**Work order**
A verbatim transcript of the lines below, starting at the first and ending with the one that holds "pub const DEFAULT_BASE_URL: &str", is what should be produced.
Records shown Block Start
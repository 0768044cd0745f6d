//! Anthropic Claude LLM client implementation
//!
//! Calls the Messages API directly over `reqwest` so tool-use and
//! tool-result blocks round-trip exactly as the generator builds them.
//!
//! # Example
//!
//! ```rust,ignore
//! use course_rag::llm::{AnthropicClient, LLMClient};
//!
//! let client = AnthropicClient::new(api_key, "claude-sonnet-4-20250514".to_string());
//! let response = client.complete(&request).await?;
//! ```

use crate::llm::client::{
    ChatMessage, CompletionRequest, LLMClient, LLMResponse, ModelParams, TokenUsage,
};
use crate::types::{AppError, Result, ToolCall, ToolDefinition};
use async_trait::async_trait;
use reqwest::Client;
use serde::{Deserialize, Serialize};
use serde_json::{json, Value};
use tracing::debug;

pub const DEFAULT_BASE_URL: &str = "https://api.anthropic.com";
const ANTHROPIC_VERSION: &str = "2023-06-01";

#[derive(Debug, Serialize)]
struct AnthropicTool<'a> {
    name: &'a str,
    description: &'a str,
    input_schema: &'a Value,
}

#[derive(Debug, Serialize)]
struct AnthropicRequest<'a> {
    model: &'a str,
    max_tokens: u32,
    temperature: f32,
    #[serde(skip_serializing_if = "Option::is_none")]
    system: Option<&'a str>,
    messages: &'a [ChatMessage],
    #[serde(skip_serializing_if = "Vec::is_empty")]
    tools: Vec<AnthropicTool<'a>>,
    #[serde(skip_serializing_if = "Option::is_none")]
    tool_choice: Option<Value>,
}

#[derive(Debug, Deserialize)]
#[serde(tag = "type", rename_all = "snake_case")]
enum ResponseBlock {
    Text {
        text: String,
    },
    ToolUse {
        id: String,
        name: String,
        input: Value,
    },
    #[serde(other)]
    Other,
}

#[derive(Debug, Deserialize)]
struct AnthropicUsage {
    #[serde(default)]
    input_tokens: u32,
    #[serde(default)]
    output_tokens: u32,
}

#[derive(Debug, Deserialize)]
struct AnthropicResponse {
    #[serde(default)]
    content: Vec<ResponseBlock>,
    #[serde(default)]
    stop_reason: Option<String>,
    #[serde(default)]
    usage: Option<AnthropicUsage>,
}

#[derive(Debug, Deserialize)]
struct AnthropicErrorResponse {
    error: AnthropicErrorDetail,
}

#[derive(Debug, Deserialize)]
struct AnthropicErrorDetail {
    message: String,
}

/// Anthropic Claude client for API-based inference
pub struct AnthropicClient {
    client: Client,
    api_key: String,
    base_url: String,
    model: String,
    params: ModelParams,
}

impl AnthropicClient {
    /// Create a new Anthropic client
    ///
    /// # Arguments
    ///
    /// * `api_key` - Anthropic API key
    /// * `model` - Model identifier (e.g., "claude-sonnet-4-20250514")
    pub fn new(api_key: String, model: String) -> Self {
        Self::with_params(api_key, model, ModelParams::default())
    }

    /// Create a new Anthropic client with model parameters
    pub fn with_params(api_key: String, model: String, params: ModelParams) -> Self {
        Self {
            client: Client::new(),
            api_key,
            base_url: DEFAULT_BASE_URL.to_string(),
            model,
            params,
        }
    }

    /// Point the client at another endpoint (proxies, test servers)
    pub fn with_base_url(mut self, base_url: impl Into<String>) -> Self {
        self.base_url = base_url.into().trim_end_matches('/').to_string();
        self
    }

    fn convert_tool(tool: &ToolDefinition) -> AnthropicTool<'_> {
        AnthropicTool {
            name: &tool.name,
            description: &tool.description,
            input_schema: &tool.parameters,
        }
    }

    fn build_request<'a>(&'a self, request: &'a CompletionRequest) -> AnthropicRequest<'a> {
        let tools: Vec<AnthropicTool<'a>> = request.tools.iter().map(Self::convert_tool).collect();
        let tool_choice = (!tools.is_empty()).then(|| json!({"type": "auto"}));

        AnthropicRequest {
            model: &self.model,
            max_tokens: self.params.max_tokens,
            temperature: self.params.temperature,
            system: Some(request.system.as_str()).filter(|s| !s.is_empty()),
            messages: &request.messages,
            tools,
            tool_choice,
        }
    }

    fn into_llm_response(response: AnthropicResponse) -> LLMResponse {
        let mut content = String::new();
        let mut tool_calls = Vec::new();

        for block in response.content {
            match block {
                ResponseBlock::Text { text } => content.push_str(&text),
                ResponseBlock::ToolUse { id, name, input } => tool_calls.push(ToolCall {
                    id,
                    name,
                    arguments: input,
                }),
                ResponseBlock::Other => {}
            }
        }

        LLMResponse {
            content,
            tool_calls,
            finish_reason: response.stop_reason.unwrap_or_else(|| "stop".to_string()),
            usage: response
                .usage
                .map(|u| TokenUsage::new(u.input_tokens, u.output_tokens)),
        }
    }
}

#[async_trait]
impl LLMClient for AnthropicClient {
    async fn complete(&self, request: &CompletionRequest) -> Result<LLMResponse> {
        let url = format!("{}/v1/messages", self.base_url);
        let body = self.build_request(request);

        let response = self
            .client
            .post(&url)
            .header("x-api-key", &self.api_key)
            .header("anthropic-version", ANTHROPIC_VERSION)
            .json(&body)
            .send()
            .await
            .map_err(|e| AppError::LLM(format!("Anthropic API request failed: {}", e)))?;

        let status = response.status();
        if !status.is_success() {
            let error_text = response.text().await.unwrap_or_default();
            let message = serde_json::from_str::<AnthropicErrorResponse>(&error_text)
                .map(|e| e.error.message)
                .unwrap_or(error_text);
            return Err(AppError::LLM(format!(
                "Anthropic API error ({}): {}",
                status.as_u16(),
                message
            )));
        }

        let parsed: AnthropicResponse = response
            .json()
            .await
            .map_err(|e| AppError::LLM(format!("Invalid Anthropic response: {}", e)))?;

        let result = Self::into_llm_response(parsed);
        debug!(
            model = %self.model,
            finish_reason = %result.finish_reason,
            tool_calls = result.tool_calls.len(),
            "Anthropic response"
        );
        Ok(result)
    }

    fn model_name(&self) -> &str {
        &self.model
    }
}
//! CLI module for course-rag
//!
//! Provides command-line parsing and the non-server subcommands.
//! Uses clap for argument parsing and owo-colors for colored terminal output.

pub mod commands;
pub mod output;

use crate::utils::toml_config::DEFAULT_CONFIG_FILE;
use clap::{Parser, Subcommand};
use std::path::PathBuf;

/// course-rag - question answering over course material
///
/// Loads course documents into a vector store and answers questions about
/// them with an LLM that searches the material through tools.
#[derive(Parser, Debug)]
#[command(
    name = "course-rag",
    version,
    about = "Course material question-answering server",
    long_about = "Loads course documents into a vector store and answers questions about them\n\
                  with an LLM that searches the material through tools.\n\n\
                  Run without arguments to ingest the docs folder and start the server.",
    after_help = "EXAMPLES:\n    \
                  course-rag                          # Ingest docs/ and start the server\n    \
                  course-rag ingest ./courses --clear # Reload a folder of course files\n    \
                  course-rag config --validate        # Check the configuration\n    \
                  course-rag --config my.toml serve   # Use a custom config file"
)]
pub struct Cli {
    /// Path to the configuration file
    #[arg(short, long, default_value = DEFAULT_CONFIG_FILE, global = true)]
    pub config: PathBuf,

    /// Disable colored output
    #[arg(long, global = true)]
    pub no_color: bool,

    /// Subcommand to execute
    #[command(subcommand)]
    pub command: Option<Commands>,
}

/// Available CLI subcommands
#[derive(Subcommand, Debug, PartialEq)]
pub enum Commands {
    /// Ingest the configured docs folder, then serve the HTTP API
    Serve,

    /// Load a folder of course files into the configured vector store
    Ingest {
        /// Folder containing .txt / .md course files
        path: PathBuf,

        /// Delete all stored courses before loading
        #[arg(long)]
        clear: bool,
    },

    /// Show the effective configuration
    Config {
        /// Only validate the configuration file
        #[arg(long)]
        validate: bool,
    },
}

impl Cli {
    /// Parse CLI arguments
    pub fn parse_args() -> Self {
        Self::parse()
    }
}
Records shown Block End
**Task answer**
repository 0768044cd0745f6d
//! Anthropic Claude LLM client implementation
//!
//! Calls the Messages API directly over `reqwest` so tool-use and
//! tool-result blocks round-trip exactly as the generator builds them.
//!
//! # Example
//!
//! ```rust,ignore
//! use course_rag::llm::{AnthropicClient, LLMClient};
//!
//! let client = AnthropicClient::new(api_key, "claude-sonnet-4-20250514".to_string());
//! let response = client.complete(&request).await?;
//! ```

use crate::llm::client::{
    ChatMessage, CompletionRequest, LLMClient, LLMResponse, ModelParams, TokenUsage,
};
use crate::types::{AppError, Result, ToolCall, ToolDefinition};
use async_trait::async_trait;
use reqwest::Client;
use serde::{Deserialize, Serialize};
use serde_json::{json, Value};
use tracing::debug;

pub const DEFAULT_BASE_URL: &str = "https://api.anthropic.com";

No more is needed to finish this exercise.